• [Task instructions]:
Copy exactly the line that contains "assert_eq!(priority_color(Priority::Normal, false), LIGHT.bg);" plus all remaining lines of the data, and leave out every line before it.
*** Supplied data ***
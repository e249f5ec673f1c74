use super::task::Priority;

/// Theme colors as hex strings
#[derive(Debug, Clone, Copy, PartialEq, Eq)]
pub struct Palette {
    pub bg: &'static str,
    pub fg: &'static str,
    pub entry_bg: &'static str,
    pub button_bg: &'static str,
}

pub const LIGHT: Palette = Palette {
    bg: "#f0f0f0",
    fg: "#000000",
    entry_bg: "#ffffff",
    button_bg: "#e0e0e0",
};

pub const DARK: Palette = Palette {
    bg: "#1e1e1e",
    fg: "#ffffff",
    entry_bg: "#2d2d2d",
    button_bg: "#3a3a3a",
};

impl Palette {
    pub fn for_mode(dark_mode: bool) -> Palette {
        if dark_mode { DARK } else { LIGHT }
    }
}

/// Row color for a priority. In light mode `Normal` rows use the ambient
/// background instead of a swatch of their own.
pub fn priority_color(priority: Priority, dark_mode: bool) -> &'static str {
    match (dark_mode, priority) {
        (false, Priority::Normal) => LIGHT.bg,
        (false, Priority::Medium) => "#fff8c4",
        (false, Priority::High) => "#ffe4e4",
        (true, Priority::Normal) => "#2b2b2b",
        (true, Priority::Medium) => "#4a4420",
        (true, Priority::High) => "#4a2a2a",
    }
}

/// Lookup by name; unknown names get the `Normal` color of the active theme.
pub fn priority_color_by_name(name: &str, dark_mode: bool) -> &'static str {
    priority_color(Priority::from_name_lossy(name), dark_mode)
}

#[cfg(test)]
mod tests {
    use super::*;

    #[test]
    fn light_table() {
        assert_eq!(priority_color(Priority::High, false), "#ffe4e4");
        assert_eq!(priority_color(Priority::Medium, false), "#fff8c4");
        assert_eq!(priority_color(Priority::Normal, false), LIGHT.bg);
    }

    #[test]
    fn dark_table() {
        assert_eq!(priority_color(Priority::Normal, true), "#2b2b2b");
        assert_eq!(priority_color(Priority::Medium, true), "#4a4420");
        assert_eq!(priority_color(Priority::High, true), "#4a2a2a");
    }

    #[test]
    fn unknown_name_falls_back_to_normal() {
        assert_eq!(priority_color_by_name("high", false), "#ffe4e4");
        assert_eq!(priority_color_by_name("bogus", false), LIGHT.bg);
        assert_eq!(priority_color_by_name("bogus", true), "#2b2b2b");
    }

    #[test]
    fn palette_for_mode() {
        assert_eq!(Palette::for_mode(false), LIGHT);
        assert_eq!(Palette::for_mode(true).bg, "#1e1e1e");
    }
}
***
• [Result]:
        assert_eq!(priority_color(Priority::Normal, false), LIGHT.bg);
    }

    #[test]
    fn dark_table() {
        assert_eq!(priority_color(Priority::Normal, true), "#2b2b2b");
        assert_eq!(priority_color(Priority::Medium, true), "#4a4420");
        assert_eq!(priority_color(Priority::High, true), "#4a2a2a");
    }

    #[test]
    fn unknown_name_falls_back_to_normal() {
        assert_eq!(priority_color_by_name("high", false), "#ffe4e4");
        assert_eq!(priority_color_by_name("bogus", false), LIGHT.bg);
        assert_eq!(priority_color_by_name("bogus", true), "#2b2b2b");
    }

    #[test]
    fn palette_for_mode() {
        assert_eq!(Palette::for_mode(false), LIGHT);
        assert_eq!(Palette::for_mode(true).bg, "#1e1e1e");
    }
}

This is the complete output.